More fair and balanced

Some in the profession believe paying for what you use is a more fair and balanced approach. KPMG partner Brian Green says: “The new ruling, which creates the possibility of a ‘pay as you trade’ scenario, not only paves the way for greater collaboration between insolvency practitioners and landlords, but crucially, will also allow administrators to better plan and maximise the value of the business for creditors, irrespective of the date of appointment.”

This latest move by the Appeal Court is sending the process back to what it was under prior case law. Previously, administrators would pay rent in full, regardless of whether the business continued to occupy the property, explains Green. However, if there was no money available to make such payments, the administrator would usually have to close premises before the rent due date, often shedding jobs in the process. 

With rent having such a big financial impact on struggling businesses, we could see an increase in pre-pack administrations or more closures because administrators are unable to pay the rent, explains FRP Advisory partner, Glyn Mummery. 

“One of biggest issues an administrator faces is sufficient funding to trade a business whilst potential purchasers are found,” he says.
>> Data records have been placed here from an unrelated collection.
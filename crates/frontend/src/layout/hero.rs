use crate::layout::global_context::StorefrontContext;
use contracts::session::Mode;
use leptos::prelude::*;

const HERO_IMAGE: &str =
    "https://images.unsplash.com/photo-1549410123-5e92be974052?q=80&w=2500&auto=format&fit=crop";

#[component]
pub fn Hero() -> impl IntoView {
    let ctx = use_context::<StorefrontContext>().expect("StorefrontContext not provided");
    let wholesale = move || ctx.mode.get() == Mode::Wholesale;

    view! {
        <div class="hero">
            <div class="hero__backdrop">
                <img src=HERO_IMAGE alt="Cashew Farm" class="hero__image" />
                <div class="hero__gradient"></div>
            </div>

            <div class="hero__content">
                <Show
                    when=wholesale
                    fallback=|| {
                        view! {
                            <div class="hero__badge hero__badge--retail">
                                "Award Winning Taste 2024"
                            </div>
                        }
                    }
                >
                    <div class="hero__badge hero__badge--wholesale">
                        "Global Supply Chain Partner"
                    </div>
                </Show>

                <h1 class="hero__headline">
                    {move || if wholesale() { "Source the " } else { "Taste the " }}
                    <span class="hero__headline-accent">"Extraordinary."</span>
                </h1>

                <p class="hero__copy">
                    {move || {
                        if wholesale() {
                            "Direct-from-farm procurement. Full traceability blockchain. Competitive bulk pricing for Enterprise & Wholesale."
                        } else {
                            "Handpicked W180 King Cashews from the pristine orchards of Goa. Roasted in small batches for the ultimate crunch."
                        }
                    }}
                </p>

                <div class="hero__ctas">
                    <button class="button button--primary">
                        {move || if wholesale() { "View Catalog" } else { "Shop Collections" }}
                    </button>
                    <button class="button button--ghost">
                        {move || if wholesale() { "Request Quote" } else { "Our Farm Story" }}
                    </button>
                </div>
            </div>

            <div class="hero__scroll-hint">"Scroll"</div>
        </div>
    }
}
use leptos::prelude::*;

const PRODUCT_LINKS: [&str; 4] = [
    "W180 King Cashews",
    "Roasted & Salted",
    "Organic Raw",
    "Gift Hampers",
];
const COMPANY_LINKS: [&str; 4] = ["Our Story", "B2B Portal", "Sustainability", "Contact Us"];

#[component]
pub fn Footer() -> impl IntoView {
    view! {
        <footer class="footer">
            <div class="footer__columns">
                <div class="footer__about">
                    <div class="footer__brand">"Yuvaraj Nuts"</div>
                    <p class="footer__blurb">
                        "Pioneering the future of cashew commerce. Combining heritage farming with blockchain transparency and AI-driven logistics."
                    </p>
                </div>

                <div class="footer__column">
                    <h4 class="footer__heading">"Products"</h4>
                    <ul class="footer__list">
                        {PRODUCT_LINKS
                            .iter()
                            .map(|item| view! { <li class="footer__item">{*item}</li> })
                            .collect_view()}
                    </ul>
                </div>

                <div class="footer__column">
                    <h4 class="footer__heading">"Company"</h4>
                    <ul class="footer__list">
                        {COMPANY_LINKS
                            .iter()
                            .map(|item| view! { <li class="footer__item">{*item}</li> })
                            .collect_view()}
                    </ul>
                </div>
            </div>

            <div class="footer__legal">
                <p>"© 2024 Yuvaraj Nuts India. All rights reserved."</p>
                <div class="footer__legal-links">
                    <span>"Privacy Policy"</span>
                    <span>"Terms of Service"</span>
                    <span>"Sitemap"</span>
                </div>
            </div>
        </footer>
    }
}
pub mod app;
pub mod app_shell;
pub mod catalog;
pub mod layout;
pub mod product;
pub mod routes;
pub mod search;
pub mod sections;
pub mod shared;

use wasm_bindgen::prelude::wasm_bindgen;

#[wasm_bindgen]
pub fn hydrate() {
    // initializes logging using the `log` crate
    _ = console_log::init_with_level(log::Level::Debug);
    console_error_panic_hook::set_once();

    leptos::mount::mount_to_body(app::App);
}

#[wasm_bindgen(start)]
pub fn start() {
    hydrate();
}
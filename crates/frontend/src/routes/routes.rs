use crate::app_shell::StorefrontShell;
use leptos::prelude::*;

// Single-page storefront: no router, the shell is the only destination.
#[component]
pub fn AppRoutes() -> impl IntoView {
    view! {
        <StorefrontShell />
    }
}
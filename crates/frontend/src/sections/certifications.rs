use leptos::prelude::*;

const CERTIFICATIONS: [&str; 5] = ["ISO 22000", "HACCP Certified", "FSSAI", "APEDA", "Halal"];

/// Wholesale-only strip of compliance marks.
#[component]
pub fn CertificationsStrip() -> impl IntoView {
    view! {
        <section class="cert-strip">
            <div class="cert-strip__inner">
                {CERTIFICATIONS
                    .iter()
                    .map(|name| view! { <div class="cert-strip__mark">{*name}</div> })
                    .collect_view()}
            </div>
        </section>
    }
}
use crate::catalog::ProductGrid;
use crate::layout::global_context::StorefrontContext;
use crate::layout::{Footer, Hero, Navbar};
use crate::product::ProductDetailModal;
use crate::search::SearchOverlay;
use crate::sections::{BulkPortal, CertificationsStrip, CulinarySection, FarmStory};
use contracts::session::Mode;
use leptos::prelude::*;

/// Page composition. Sections switch with the mode; the search overlay and
/// the detail modal are mounted independently of each other, so both may be
/// visible at once.
#[component]
pub fn StorefrontShell() -> impl IntoView {
    let ctx = use_context::<StorefrontContext>().expect("StorefrontContext not provided");
    let wholesale = move || ctx.mode.get() == Mode::Wholesale;

    view! {
        <div class="storefront">
            <Navbar />

            <main>
                <Hero />
                <Show
                    when=wholesale
                    fallback=|| {
                        view! {
                            <FarmStory />
                            <ProductGrid />
                            <CulinarySection />
                        }
                    }
                >
                    <BulkPortal />
                    <ProductGrid />
                    <CertificationsStrip />
                </Show>
            </main>

            <Footer />

            {move || ctx.search_open.get().then(|| view! { <SearchOverlay /> })}
            {move || {
                ctx.selected_product()
                    .map(|product| view! { <ProductDetailModal product=product /> })
            }}
        </div>
    }
}
use leptos::ev;
use leptos::prelude::*;

/// Overlay + positioned surface container for the search overlay and the
/// product detail modal.
///
/// Renders no header of its own; callers draw their own chrome inside.
#[component]
pub fn ModalFrame(
    /// Called when the frame should close (overlay click).
    on_close: Callback<()>,
    /// Close when clicking on the overlay (default: true).
    #[prop(default = true)]
    close_on_overlay: bool,
    /// Extra class on the overlay element.
    #[prop(optional, into)]
    overlay_class: String,
    /// Extra class on the surface element.
    #[prop(optional, into)]
    surface_class: String,
    children: Children,
) -> impl IntoView {
    let handle_overlay_click = move |_| {
        if close_on_overlay {
            on_close.run(());
        }
    };

    // Clicks inside the surface must not bubble up to the overlay.
    let stop_propagation = move |ev: ev::MouseEvent| {
        ev.stop_propagation();
    };

    view! {
        <div
            class=format!("modal-overlay {}", overlay_class)
            on:click=handle_overlay_click
        >
            <div
                class=format!("modal-surface {}", surface_class)
                on:click=stop_propagation
            >
                {children()}
            </div>
        </div>
    }
}
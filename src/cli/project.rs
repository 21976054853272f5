//! scrumboard project command implementations.

use std::path::PathBuf;

use chrono::{DateTime, Utc};

use super::{outcome_to_result, BoardContext, GlobalOptions};
use crate::engine::Command;
use crate::error::{Error, Result};
use crate::ingest::{DraftSource, Ingestor, JsonDraftFile};
use crate::model::{Card, Project};
use crate::output::{emit_success, HumanOutput};
use crate::stats::{self, ProjectStats};
use crate::store::ProjectSummary;

pub struct ShowOptions {
    pub id: String,
    pub global: GlobalOptions,
}

pub struct ImportOptions {
    pub draft: PathBuf,
    pub hours: Option<f64>,
    pub start: Option<String>,
    pub global: GlobalOptions,
}

pub struct EditOptions {
    pub id: String,
    pub name: Option<String>,
    pub description: Option<String>,
    pub global: GlobalOptions,
}

#[derive(serde::Serialize)]
struct ProjectListOutput {
    total: usize,
    projects: Vec<ProjectSummary>,
}

#[derive(serde::Serialize)]
struct ProjectChangeOutput {
    id: String,
    changed: bool,
}

pub fn run_list(global: GlobalOptions) -> Result<()> {
    let ctx = BoardContext::load(global.data_dir.as_deref())?;
    let projects = ctx.store.list()?;
    let output = ProjectListOutput {
        total: projects.len(),
        projects,
    };
    let mut human = HumanOutput::new("Projects");
    human.push_summary("Total", output.total.to_string());
    for project in &output.projects {
        human.push_detail(format!(
            "{} {} ({} sprints, {} cards)",
            project.id, project.name, project.sprints, project.cards
        ));
    }
    if output.projects.is_empty() {
        human.push_next_step("scrumboard project import <draft.json>");
    }
    emit_success(global.output(), "project list", &output, Some(&human))
}

pub fn run_show(options: ShowOptions) -> Result<()> {
    let ctx = BoardContext::load(options.global.data_dir.as_deref())?;
    let project = ctx.store.get(&options.id)?;

    let mut human = HumanOutput::new(format!("Project {}", project.id));
    human.push_summary("Name", project.name.clone());
    if !project.description.is_empty() {
        human.push_summary("Description", project.description.clone());
    }
    human.push_summary("Created", project.created_at.to_rfc3339());
    if let Some(hours) = project.total_hours {
        human.push_summary("Total hours", hours.to_string());
    }
    human.push_detail(format!("Backlog ({} cards)", project.backlog.len()));
    for card in &project.backlog {
        human.push_detail(card_line(card));
    }
    for sprint in &project.sprints {
        human.push_detail(format!(
            "{} ({}) {} -> {}{}",
            sprint.name,
            sprint.id,
            sprint.start_date.format("%Y-%m-%d"),
            sprint.end_date.format("%Y-%m-%d"),
            if sprint.is_completed { " [completed]" } else { "" }
        ));
        for card in &sprint.cards {
            human.push_detail(card_line(card));
        }
    }

    emit_success(options.global.output(), "project show", &project, Some(&human))
}

pub fn run_import(options: ImportOptions) -> Result<()> {
    let ctx = BoardContext::load(options.global.data_dir.as_deref())?;
    let reference = match options.start.as_deref() {
        Some(raw) => parse_start(raw)?,
        None => Utc::now(),
    };
    if let Some(hours) = options.hours {
        if !hours.is_finite() || hours <= 0.0 {
            return Err(Error::InvalidArgument(format!(
                "--hours must be positive, got {hours}"
            )));
        }
    }
    let total_hours = options.hours.or(ctx.config.ingest.default_total_hours);

    let draft = JsonDraftFile::new(&options.draft).fetch()?;
    let ingestor = Ingestor::from_config(&ctx.config.ingest)?;
    let project = ingestor.ingest(&draft, reference, total_hours)?;
    ctx.store.save(&project)?;

    let summary = ProjectSummary::from(&project);
    let mut human = HumanOutput::new("Project imported");
    human.push_summary("ID", summary.id.clone());
    human.push_summary("Name", summary.name.clone());
    human.push_summary("Sprints", summary.sprints.to_string());
    human.push_summary("Cards", summary.cards.to_string());
    human.push_next_step(format!("scrumboard project show {}", summary.id));
    emit_success(options.global.output(), "project import", &summary, Some(&human))
}

pub fn run_edit(options: EditOptions) -> Result<()> {
    if options.name.is_none() && options.description.is_none() {
        return Err(Error::InvalidArgument(
            "nothing to edit: pass --name or --description".to_string(),
        ));
    }
    let ctx = BoardContext::load(options.global.data_dir.as_deref())?;
    let engine = ctx.engine();
    let command = Command::UpdateProjectDetails {
        name: options.name,
        description: options.description,
    };
    let (id, changed) = ctx.store.update(&options.id, |project| {
        let mutation = engine.apply(project, &command);
        let changed = outcome_to_result(&mutation.outcome)?;
        *project = mutation.project;
        Ok((project.id.clone(), changed))
    })?;

    let output = ProjectChangeOutput {
        id: id.clone(),
        changed,
    };
    let mut human = HumanOutput::new(if changed {
        "Project updated"
    } else {
        "No project changes"
    });
    human.push_summary("ID", id);
    emit_success(options.global.output(), "project edit", &output, Some(&human))
}

pub fn run_stats(options: ShowOptions) -> Result<()> {
    let ctx = BoardContext::load(options.global.data_dir.as_deref())?;
    let project = ctx.store.get(&options.id)?;
    let stats = stats::compute(&project);
    let human = stats_human(&project, &stats);
    emit_success(options.global.output(), "project stats", &stats, Some(&human))
}

pub fn run_rm(options: ShowOptions) -> Result<()> {
    let ctx = BoardContext::load(options.global.data_dir.as_deref())?;
    let id = ctx.store.delete(&options.id)?;
    let output = ProjectChangeOutput {
        id: id.clone(),
        changed: true,
    };
    let mut human = HumanOutput::new("Project deleted");
    human.push_summary("ID", id);
    emit_success(options.global.output(), "project rm", &output, Some(&human))
}

fn parse_start(raw: &str) -> Result<DateTime<Utc>> {
    DateTime::parse_from_rfc3339(raw.trim())
        .map(|value| value.with_timezone(&Utc))
        .map_err(|err| Error::InvalidArgument(format!("invalid --start '{raw}': {err}")))
}

fn card_line(card: &Card) -> String {
    let mut line = format!("  {} [{}] {}", card.id, card.status, card.title);
    let mut extras = Vec::new();
    if let Some(points) = card.story_points {
        extras.push(format!("{points} pts"));
    }
    if !card.tasks.is_empty() {
        extras.push(format!("{}/{} tasks", card.completed_tasks(), card.tasks.len()));
    }
    if !extras.is_empty() {
        line.push_str(&format!(" ({})", extras.join(", ")));
    }
    line
}

fn stats_human(project: &Project, stats: &ProjectStats) -> HumanOutput {
    let mut human = HumanOutput::new(format!("Stats for {}", project.name));
    human.push_summary(
        "Tasks",
        format!(
            "{}/{} ({}%)",
            stats.completed_tasks, stats.total_tasks, stats.percentage
        ),
    );
    human.push_summary(
        "Points",
        format!("{}/{}", stats.completed_points, stats.total_points),
    );
    human.push_summary("Cards", stats.cards_total.to_string());
    if let Some(days) = stats.budget_days {
        human.push_summary("Budget", format!("{days} days"));
    }
    for (status, count) in &stats.cards_by_status {
        human.push_detail(format!("{status}: {count} cards"));
    }
    for (name, count) in &stats.assignee_distribution {
        human.push_detail(format!("{name}: {count} tasks"));
    }
    human.push_detail(format!(
        "Backlog: {}/{} tasks ({}%)",
        stats.backlog.completed_tasks, stats.backlog.total_tasks, stats.backlog.percentage
    ));
    for sprint in &stats.sprints {
        human.push_detail(format!(
            "{}: {}/{} tasks ({}%)",
            sprint.name, sprint.totals.completed_tasks, sprint.totals.total_tasks, sprint.totals.percentage
        ));
    }
    if stats.total_tasks == 0 {
        human.push_warning("no tasks yet");
    }
    human
}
“A ‘pay as you go regime’ is a pragmatic commercial approach but is likely to undermine the marginal cases and the rescue culture in turn and/or potentially encourage the use of the pre-pack process.”

However, Deloitte’s restructuring partner Lee Manning disagrees, suggesting the ruling will see fewer pre-packs. He believes some administrators currently rush through a sale prior to the quarterly rent due date to save themselves that extra cost. A pay as you go culture would mitigate that risk.

“Potentially this may even reduce the number of pre-packs where the liability for an entire quarter’s rent had forced companies and administrators to sell a business more rapidly, and creditors could see benefits from fewer pre-packs,” he says.

While there are different opinions as to the impact of the latest case, administrators can at least approach their work with more structure, says R3 deputy vice-president Phillip Sykes.

“Treating rent as an administration expense may mean a smaller pot for a business’ creditors as a whole, but at least the administrator will now know, and be able to make provision for the costs involved, in an administration.

“Extra clarity can make the difference between a business being rescued or not,” he adds.

Mike Jervis  and Stuart Maddison, partners at PwC, were appointed joint administrators of the UK and Ireland operations of Game Group, Game Stores, Gameplay (GB), Games (Stores), Game Station, Game (retail) and Gamestation on 26 March 2012.

The business was sold to Baker Acquisitions, owned by parent company OpCapita, which acquired 333 UK stores and nearly 3,200 employees. 

PwC declined to comment.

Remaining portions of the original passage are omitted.